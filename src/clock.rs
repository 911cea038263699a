use chrono::{Local, NaiveDate};

/// Source of "today" for every date-sensitive operation (due dates, late
/// penalties, overdue scans). Inject a [`FixedClock`] to make those
/// operations reproducible in tests.
pub trait Clock: Send + Sync {
    fn today(&self) -> NaiveDate;
}

/// Reads the local calendar date.
#[derive(Debug, Clone, Copy, Default)]
pub struct SystemClock;

impl Clock for SystemClock {
    fn today(&self) -> NaiveDate {
        Local::now().date_naive()
    }
}

/// Always reports the same date.
#[derive(Debug, Clone, Copy)]
pub struct FixedClock(pub NaiveDate);

impl Clock for FixedClock {
    fn today(&self) -> NaiveDate {
        self.0
    }
}
use thiserror::Error;

/// Everything that can go wrong inside the library. All variants are
/// non-fatal: the failed operation leaves the store untouched and the
/// caller decides what to do next.
#[derive(Error, Debug, Clone, PartialEq, Eq)]
pub enum LibraryError {
    #[error("book {0} not found")]
    BookNotFound(u32),
    #[error("user \"{0}\" not found")]
    UserNotFound(String),
    #[error("book {0} is already borrowed")]
    AlreadyBorrowed(u32),
    #[error("\"{title}\" is not currently borrowed by {user}")]
    NotBorrowedByUser { user: String, title: String },
    #[error("invalid search criterion: {0}")]
    InvalidCriterion(String),
    #[error("invalid search field \"{0}\"")]
    InvalidField(String),
    #[error("limit must be a positive number")]
    InvalidLimit,
    #[error("\"{0}\" is currently borrowed and cannot be removed")]
    BookCurrentlyBorrowed(String),
}

pub type LibraryResult<T> = Result<T, LibraryError>;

──────────────────────────────

-- ASSIGNED TASK --
The reply should consist only of the line containing "reproducible in tests." and all lines after it in the listing above, reproduced exactly.

-- RESULT OF THE EXERCISE --
/// operations reproducible in tests.
pub trait Clock: Send + Sync {
    fn today(&self) -> NaiveDate;
}

/// Reads the local calendar date.
#[derive(Debug, Clone, Copy, Default)]
pub struct SystemClock;

impl Clock for SystemClock {
    fn today(&self) -> NaiveDate {
        Local::now().date_naive()
    }
}

/// Always reports the same date.
#[derive(Debug, Clone, Copy)]
pub struct FixedClock(pub NaiveDate);

impl Clock for FixedClock {
    fn today(&self) -> NaiveDate {
        self.0
    }
}
use thiserror::Error;

/// Everything that can go wrong inside the library. All variants are
/// non-fatal: the failed operation leaves the store untouched and the
/// caller decides what to do next.
#[derive(Error, Debug, Clone, PartialEq, Eq)]
pub enum LibraryError {
    #[error("book {0} not found")]
    BookNotFound(u32),
    #[error("user \"{0}\" not found")]
    UserNotFound(String),
    #[error("book {0} is already borrowed")]
    AlreadyBorrowed(u32),
    #[error("\"{title}\" is not currently borrowed by {user}")]
    NotBorrowedByUser { user: String, title: String },
    #[error("invalid search criterion: {0}")]
    InvalidCriterion(String),
    #[error("invalid search field \"{0}\"")]
    InvalidField(String),
    #[error("limit must be a positive number")]
    InvalidLimit,
    #[error("\"{0}\" is currently borrowed and cannot be removed")]
    BookCurrentlyBorrowed(String),
}

pub type LibraryResult<T> = Result<T, LibraryError>;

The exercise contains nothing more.